## Task requirements
For each line of the data below that holds "single", copy the line.

## Listed entries
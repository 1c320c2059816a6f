use mongodb::bson::oid::ObjectId;
use serde::{Deserialize, Serialize};

/// One leaderboard entry (stored in the `users` collection)
#[derive(Debug, Clone, Serialize, Deserialize)]
pub struct ScoreRecord {
    #[serde(rename = "_id", skip_serializing_if = "Option::is_none")]
    pub id: Option<ObjectId>,

    pub name: Option<String>,

    pub email: Option<String>,

    /// Current score; records written by older clients may omit the field
    #[serde(default)]
    pub score: f64,

    pub rank: Option<i64>,

    /// Unix timestamp in milliseconds, set on every score edit
    pub last_updated: Option<i64>,
}

impl ScoreRecord {
    pub fn display_name(&self) -> &str {
        self.name.as_deref().unwrap_or("—")
    }

    pub fn display_email(&self) -> &str {
        self.email.as_deref().unwrap_or("—")
    }

    /// Hex form of the document key, used to address the record from the console
    pub fn key(&self) -> String {
        self.id.map(|id| id.to_hex()).unwrap_or_default()
    }
}

#[cfg(test)]
mod tests {
    use super::*;
    use mongodb::bson::doc;

    #[test]
    fn test_score_defaults_to_zero_when_absent() {
        let document = doc! {
            "_id": ObjectId::new(),
            "name": "Alice",
            "email": "alice@example.com",
        };

        let record: ScoreRecord = mongodb::bson::from_document(document).unwrap();
        assert_eq!(record.score, 0.0);
        assert!(record.rank.is_none());
        assert!(record.last_updated.is_none());
    }

    #[test]
    fn test_missing_name_and_email_render_as_dash() {
        let record = ScoreRecord {
            id: None,
            name: None,
            email: None,
            score: 10.0,
            rank: None,
            last_updated: None,
        };
        assert_eq!(record.display_name(), "—");
        assert_eq!(record.display_email(), "—");
        assert_eq!(record.key(), "");
    }
}
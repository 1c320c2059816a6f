/// One operator action, parsed from a single input line
#[derive(Debug, Clone, PartialEq)]
pub enum Command {
    SignIn,
    SignOut,
    Status,
    Users,
    Search(String),
    Score(String),
    Delete(String),
    Admins,
    AdminAdd(String),
    AdminRemove(String),
    Help,
    Quit,
    Empty,
    Unknown(String),
}

impl Command {
    pub fn parse(line: &str) -> Command {
        let line = line.trim();
        if line.is_empty() {
            return Command::Empty;
        }

        let mut parts = line.split_whitespace();
        let keyword = parts.next().unwrap_or("").to_lowercase();
        let rest = parts.collect::<Vec<_>>().join(" ");

        match keyword.as_str() {
            "signin" | "login" => Command::SignIn,
            "signout" | "logout" => Command::SignOut,
            "status" | "whoami" => Command::Status,
            "users" | "refresh" => Command::Users,
            // A bare `search` clears the filter
            "search" => Command::Search(rest),
            "score" if !rest.is_empty() => Command::Score(rest),
            "delete" if !rest.is_empty() => Command::Delete(rest),
            "admins" => Command::Admins,
            "admin-add" if !rest.is_empty() => Command::AdminAdd(rest),
            "admin-remove" if !rest.is_empty() => Command::AdminRemove(rest),
            "help" => Command::Help,
            "quit" | "exit" => Command::Quit,
            _ => Command::Unknown(line.to_string()),
        }
    }
}

pub fn print_help() {
    println!("Commands:");
    println!("  signin                   sign in with Google");
    println!("  signout                  drop the current session");
    println!("  status                   show the current view");
    println!("  users                    reload the top-200 roster from the store");
    println!("  search <text>            filter the cached roster by name or email");
    println!("  score <id>               edit a user's score (prompts for the value)");
    println!("  delete <id>              delete a user record (asks for confirmation)");
    println!("  admins                   reload and show the admin allow-list");
    println!("  admin-add <email>        add an email to the allow-list");
    println!("  admin-remove <email>     remove an email from the allow-list");
    println!("  help                     this text");
    println!("  quit                     exit the console");
}

#[cfg(test)]
mod tests {
    use super::*;

    #[test]
    fn test_parse_keywords_and_aliases() {
        assert_eq!(Command::parse("signin"), Command::SignIn);
        assert_eq!(Command::parse("login"), Command::SignIn);
        assert_eq!(Command::parse("SIGNOUT"), Command::SignOut);
        assert_eq!(Command::parse("refresh"), Command::Users);
        assert_eq!(Command::parse("exit"), Command::Quit);
    }

    #[test]
    fn test_parse_search_keeps_argument_and_allows_bare_form() {
        assert_eq!(Command::parse("search alice"), Command::Search("alice".to_string()));
        assert_eq!(Command::parse("search"), Command::Search(String::new()));
    }

    #[test]
    fn test_parse_commands_requiring_arguments() {
        assert_eq!(Command::parse("score 0123abc"), Command::Score("0123abc".to_string()));
        assert_eq!(Command::parse("delete 0123abc"), Command::Delete("0123abc".to_string()));
        assert_eq!(
            Command::parse("admin-add a@x.com"),
            Command::AdminAdd("a@x.com".to_string())
        );
        // Missing argument falls through to Unknown
        assert_eq!(Command::parse("score"), Command::Unknown("score".to_string()));
        assert_eq!(Command::parse("delete"), Command::Unknown("delete".to_string()));
        assert_eq!(Command::parse("admin-remove"), Command::Unknown("admin-remove".to_string()));
    }

    #[test]
    fn test_parse_empty_and_unknown() {
        assert_eq!(Command::parse("   "), Command::Empty);
        assert_eq!(Command::parse("frobnicate"), Command::Unknown("frobnicate".to_string()));
    }
}
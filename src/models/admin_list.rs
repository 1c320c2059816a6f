use serde::{Deserialize, Serialize};

/// Fixed document key of the allow-list inside the `admins` collection
pub const ADMIN_LIST_DOC_ID: &str = "admin_emails";

/// The single allow-list document enumerating authorized admin emails
#[derive(Debug, Clone, Serialize, Deserialize)]
pub struct AdminList {
    #[serde(rename = "_id")]
    pub id: String,

    #[serde(default)]
    pub emails: Vec<String>,
}

impl AdminList {
    pub fn new(emails: Vec<String>) -> Self {
        Self {
            id: ADMIN_LIST_DOC_ID.to_string(),
            emails,
        }
    }
}

#[cfg(test)]
mod tests {
    use super::*;
    use mongodb::bson::doc;

    #[test]
    fn test_emails_default_to_empty_when_field_absent() {
        let document = doc! { "_id": ADMIN_LIST_DOC_ID };

        let list: AdminList = mongodb::bson::from_document(document).unwrap();
        assert_eq!(list.id, "admin_emails");
        assert!(list.emails.is_empty());
    }

    #[test]
    fn test_new_carries_fixed_document_key() {
        let list = AdminList::new(vec!["a@x.com".to_string()]);
        assert_eq!(list.id, ADMIN_LIST_DOC_ID);
        assert_eq!(list.emails, vec!["a@x.com".to_string()]);
    }
}
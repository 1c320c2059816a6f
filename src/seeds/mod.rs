pub mod admin_list_seed;
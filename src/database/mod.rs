use mongodb::{Client, Collection, Database};
use std::error::Error;

#[derive(Clone)]
pub struct MongoDB {
    db: Database,
}

impl MongoDB {
    pub async fn new(uri: &str) -> Result<Self, Box<dyn Error>> {
        let mut client_options = mongodb::options::ClientOptions::parse(uri).await?;

        // Bounded timeouts for the startup connection check
        client_options.connect_timeout = Some(std::time::Duration::from_secs(5));
        client_options.server_selection_timeout = Some(std::time::Duration::from_secs(5));

        let client = Client::with_options(client_options)?;

        // Extract database name from URI or use default
        let db_name = uri
            .split('/')
            .last()
            .and_then(|s| s.split('?').next())
            .filter(|s| !s.is_empty() && !s.contains(':'))
            .unwrap_or("leaderboard");

        let db = client.database(db_name);

        // Test connection
        db.list_collection_names().await?;

        let mongodb = Self { db };

        mongodb.ensure_indexes().await?;

        Ok(mongodb)
    }

    /// Creates the index backing the roster query
    async fn ensure_indexes(&self) -> Result<(), Box<dyn Error>> {
        use mongodb::bson::doc;
        use mongodb::IndexModel;

        let users = self.db.collection::<mongodb::bson::Document>("users");

        let score_index = IndexModel::builder()
            .keys(doc! { "score": -1 })
            .build();

        match users.create_index(score_index).await {
            Ok(_) => log::info!("🔧 Index ready: users(score desc)"),
            Err(e) => log::debug!("Index creation skipped: {}", e),
        }

        Ok(())
    }

    pub fn collection<T: Send + Sync>(&self, name: &str) -> Collection<T> {
        self.db.collection(name)
    }
}

#[cfg(test)]
mod tests {
    use super::*;

    #[tokio::test]
    #[ignore] // Requires MongoDB to be running
    async fn test_mongodb_connection() {
        dotenv::dotenv().ok();

        let uri = std::env::var("MONGODB_URI")
            .unwrap_or_else(|_| "mongodb://localhost:27017/leaderboard".to_string());
        let db = MongoDB::new(&uri).await;
        assert!(db.is_ok());
    }
}
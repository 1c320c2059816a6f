mod config;
mod console;
mod database;
mod models;
mod seeds;
mod services;
mod utils;

use dotenv::dotenv;

use config::AppConfig;
use console::AdminConsole;
use database::MongoDB;

#[tokio::main]
async fn main() {
    // Load environment variables
    dotenv().ok();

    // Initialize logger
    env_logger::init_from_env(env_logger::Env::new().default_filter_or("info"));

    let config = AppConfig::load();

    log::info!("🚀 Starting Leaderboard Admin Console...");

    // A missing or unreachable database drops the console into the
    // unconfigured view instead of aborting
    let db = if config.is_configured() {
        // is_configured() implies the URI is present
        let uri = config.mongodb_uri.as_deref().unwrap_or_default();
        match MongoDB::new(uri).await {
            Ok(db) => {
                log::info!("✅ MongoDB connected successfully");
                seeds::admin_list_seed::seed_admin_list(&db, &config).await;
                Some(db)
            }
            Err(e) => {
                log::error!("❌ Failed to connect to MongoDB: {}", e);
                None
            }
        }
    } else {
        log::error!("❌ MONGODB_URI not set!");
        None
    };

    let mut console = AdminConsole::new(config, db);
    console.run().await;
}
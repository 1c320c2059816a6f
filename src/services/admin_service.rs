use crate::{
    database::MongoDB,
    models::{AdminList, ADMIN_LIST_DOC_ID},
};
use mongodb::bson::doc;

// Load the allow-list; an absent document reads as an empty list
pub async fn load_admin_emails(db: &MongoDB) -> Result<Vec<String>, String> {
    let collection = db.collection::<AdminList>("admins");

    let list = collection
        .find_one(doc! { "_id": ADMIN_LIST_DOC_ID })
        .await
        .map_err(|e| format!("Database error: {}", e))?;

    match list {
        Some(list) => Ok(list.emails),
        None => {
            log::warn!(
                "⚠️ Allow-list document missing. Create it in the 'admins' collection: \
                 document '{}', field 'emails' (array of email strings).",
                ADMIN_LIST_DOC_ID
            );
            Ok(Vec::new())
        }
    }
}

/// Membership test driving the admin/non-admin split
pub fn is_authorized(emails: &[String], email: &str) -> bool {
    emails.iter().any(|e| e == email)
}

// Persist the entire allow-list by full overwrite of the document
pub async fn save_admin_emails(db: &MongoDB, emails: Vec<String>) -> Result<(), String> {
    let collection = db.collection::<AdminList>("admins");

    let options = mongodb::options::ReplaceOptions::builder()
        .upsert(true)
        .build();

    collection
        .replace_one(doc! { "_id": ADMIN_LIST_DOC_ID }, AdminList::new(emails))
        .with_options(options)
        .await
        .map_err(|e| format!("Database error: {}", e))?;

    log::info!("✅ Allow-list saved");

    Ok(())
}

/// Normalize and check the minimal `local@domain.tld` shape.
/// Returns the trimmed, lowercased email on success.
pub fn validate_email(raw: &str) -> Result<String, String> {
    let email = raw.trim().to_lowercase();
    if email.is_empty() {
        return Err("Enter an email.".to_string());
    }

    let valid = match email.split_once('@') {
        Some((local, domain)) => {
            !local.is_empty()
                && !domain.contains('@')
                && domain
                    .split_once('.')
                    .map(|(head, tail)| !head.is_empty() && !tail.is_empty())
                    .unwrap_or(false)
        }
        None => false,
    };

    if !valid {
        return Err("Enter a valid email.".to_string());
    }

    Ok(email)
}

#[cfg(test)]
mod tests {
    use super::*;

    #[test]
    fn test_authorized_iff_member_of_list() {
        let emails = vec!["a@x.com".to_string(), "b@y.org".to_string()];
        assert!(is_authorized(&emails, "a@x.com"));
        assert!(is_authorized(&emails, "b@y.org"));
        assert!(!is_authorized(&emails, "c@z.net"));
        assert!(!is_authorized(&[], "a@x.com"));
    }

    #[test]
    fn test_validate_email_normalizes() {
        assert_eq!(validate_email("  Admin@Example.COM "), Ok("admin@example.com".to_string()));
    }

    #[test]
    fn test_validate_email_rejects_empty() {
        assert!(validate_email("").is_err());
        assert!(validate_email("   ").is_err());
    }

    #[test]
    fn test_validate_email_rejects_missing_at() {
        assert!(validate_email("adminexample.com").is_err());
    }

    #[test]
    fn test_validate_email_rejects_missing_domain_dot() {
        assert!(validate_email("admin@example").is_err());
        assert!(validate_email("admin@example.").is_err());
        assert!(validate_email("admin@.com").is_err());
    }

    #[test]
    fn test_validate_email_rejects_double_at() {
        assert!(validate_email("admin@extra@example.com").is_err());
        assert!(validate_email("@example.com").is_err());
    }
}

## Task result
/// One operator action, parsed from a single input line
/// The single allow-list document enumerating authorized admin emails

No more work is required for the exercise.